During the War for Southern Independence, the main Federal Army was twice headed by George McClellan. During both tenures, he had overwhelming numbers and logistics and twice failed to win. At Antietam, McClellan even had the battle orders of the Southern Army and didn’t know what to do. Like the overwhelming majority of practitioners in the social services, McClellan could do it until he had to. The outcomes of his hypothetical battles were successful because of his theories; the outcomes of his real battles were unsuccessful because of his theories. McClellan was a glib talker.

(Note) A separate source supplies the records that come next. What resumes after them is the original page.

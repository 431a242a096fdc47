//! `PostgreSQL` entitlement store.

use crate::rows::{column, from_db_int, to_db_int};
use crate::store_error;
use marquee_core::entitlement::{EntitlementKind, EntitlementStore, StreamingEntitlement};
use marquee_core::ledger::{LedgerError, StoreFuture};
use marquee_core::types::{MovieId, UserId};
use sqlx::postgres::{PgPool, PgRow};

/// Entitlements keyed by (user, movie) in `streaming_entitlements`.
#[derive(Clone)]
pub struct PostgresEntitlementStore {
    pool: PgPool,
}

impl PostgresEntitlementStore {
    /// Create a store over an existing pool
    #[must_use]
    pub const fn new(pool: PgPool) -> Self {
        Self { pool }
    }

    async fn upsert(&self, entitlement: StreamingEntitlement) -> Result<StreamingEntitlement, LedgerError> {
        let rent_days = entitlement
            .kind
            .rent_duration_days()
            .map(|days| to_db_int(days, "rent days"))
            .transpose()?;

        // A purchase on record fails the WHERE and returns no row
        let row = sqlx::query(
            "INSERT INTO streaming_entitlements (user_id, movie_id, kind, rent_days, purchased_at) \
             VALUES ($1, $2, $3, $4, $5) \
             ON CONFLICT (user_id, movie_id) DO UPDATE \
             SET kind = EXCLUDED.kind, rent_days = EXCLUDED.rent_days, \
                 purchased_at = EXCLUDED.purchased_at \
             WHERE streaming_entitlements.kind <> 'buy' \
             RETURNING user_id, movie_id, kind, rent_days, purchased_at",
        )
        .bind(*entitlement.user_id.as_uuid())
        .bind(*entitlement.movie_id.as_uuid())
        .bind(entitlement.kind.label())
        .bind(rent_days)
        .bind(entitlement.purchased_at)
        .fetch_optional(&self.pool)
        .await
        .map_err(|e| store_error("record entitlement", &e))?;

        if let Some(row) = row {
            return entitlement_from_row(&row);
        }
        self.fetch(entitlement.user_id, entitlement.movie_id)
            .await?
            .ok_or_else(|| {
                LedgerError::Database("entitlement vanished after conflicting insert".into())
            })
    }

    async fn fetch(
        &self,
        user_id: UserId,
        movie_id: MovieId,
    ) -> Result<Option<StreamingEntitlement>, LedgerError> {
        let row = sqlx::query(
            "SELECT user_id, movie_id, kind, rent_days, purchased_at \
             FROM streaming_entitlements WHERE user_id = $1 AND movie_id = $2",
        )
        .bind(*user_id.as_uuid())
        .bind(*movie_id.as_uuid())
        .fetch_optional(&self.pool)
        .await
        .map_err(|e| store_error("fetch entitlement", &e))?;
        row.as_ref().map(entitlement_from_row).transpose()
    }
}

fn entitlement_from_row(row: &PgRow) -> Result<StreamingEntitlement, LedgerError> {
    let label: String = column(row, "kind")?;
    let rent_days: Option<i32> = column(row, "rent_days")?;
    let kind = match (label.as_str(), rent_days) {
        ("buy", _) => EntitlementKind::Buy,
        ("rent", Some(days)) => EntitlementKind::Rent {
            days: from_db_int(days, "rent days")?,
        },
        (other, _) => {
            return Err(LedgerError::Serialization(format!(
                "invalid entitlement kind: {other}"
            )));
        },
    };
    Ok(StreamingEntitlement {
        user_id: UserId::from_uuid(column(row, "user_id")?),
        movie_id: MovieId::from_uuid(column(row, "movie_id")?),
        kind,
        purchased_at: column(row, "purchased_at")?,
    })
}

impl EntitlementStore for PostgresEntitlementStore {
    fn record_entitlement(
        &self,
        entitlement: StreamingEntitlement,
    ) -> StoreFuture<'_, StreamingEntitlement, LedgerError> {
        Box::pin(self.upsert(entitlement))
    }

    fn fetch_entitlement(
        &self,
        user_id: UserId,
        movie_id: MovieId,
    ) -> StoreFuture<'_, Option<StreamingEntitlement>, LedgerError> {
        Box::pin(self.fetch(user_id, movie_id))
    }
}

Rehabilitation of criminals, as you will not find surprising, faces the same problems as George McClellan, who, by his own reports had very high self-esteem and self-confidence and maintained he was a great general even after his defeats. Social services people talk a good and reasonable game full of confidence and self-praise when their work is data-free. When they have to produce, we find them absent without leave. Rhetoric replaces results, fictional accounts predominate and most rehabilitation practices are ineffective. Worse yet, most rehabilitation practices are never evaluated and are held to be effective on the evidence of isolated "successes" which occur because of the passage of time and would have occurred without any intervention. Behavior changes over time. Sometimes it changes in the direction society wants it to. Most correctional rehabilitation efforts are based on laymen’s notion of psychodynamics and childhood causation. As is the case in all other areas of the social sciences, the most effective techniques are used least and the least effective techniques used most.
The Ideal Prison Rehabilitation Program
The exemplary prison program consists of four parts; 1) The clients would be chosen on the basis of need. Some inmates, although they have long sentences and have committed serious crimes, have very little risk of reoffending and do not need rehabilitation. Social workers, psychiatrists and, alas, most psychologists love to work with these people because they are generally well-spoken, polite and amenable to depth-psychotherapy nonsense. These are the YAVISS clients -young-attractive-verbal-intelligent-socially successful. Working with them is a pleasant waste of time., 2) Social and decision-making skills (sometimes called thinking) would be taught to a high level of fluency so that the most effective response will be made immediately in the situations the inmate will encounter in everyday life, 3) New behaviors would be reinforced by all the people with whom the inmate comes in contact while imprisoned, and 4) A two year follow-up, under supervision, as a rigid condition of probation or parole, would ensure that the released inmate had to apply the skills to his out-of-prison life. This is essentially the program that Larson used, with considerable success, for her high-risk clients from the core of a large American city.
The reasons for these steps are:
1). If it ain’t broke don’t fix it. If it ain’t broke and you try to fix it, you’ll probably break it. Only those with high need will benefit, the others have a low chance of re-offending. People who don’t know any facts, include these offenders in their "treatment programs" (polgrams) and point to them as examples of what good programs can do. The polgrams, of course, have done nothing because the probability of reoffending was low without "treatment".
2). If they aren’t able to do the anti-criminal behaviors fluently in ideal conditions then there’s no reason to believe they will do them when rushed and harried. Teaching to fluency makes the behaviors immediately available.
3). If they aren’t shown how to use the skills outside the learning situation and the skills aren’t reinforced there, there’s no reason to expect the behaviors will occur outside the learning situation.
4). If they aren’t taught how to transfer and required to transfer these skills outside of prison, most of them won’t.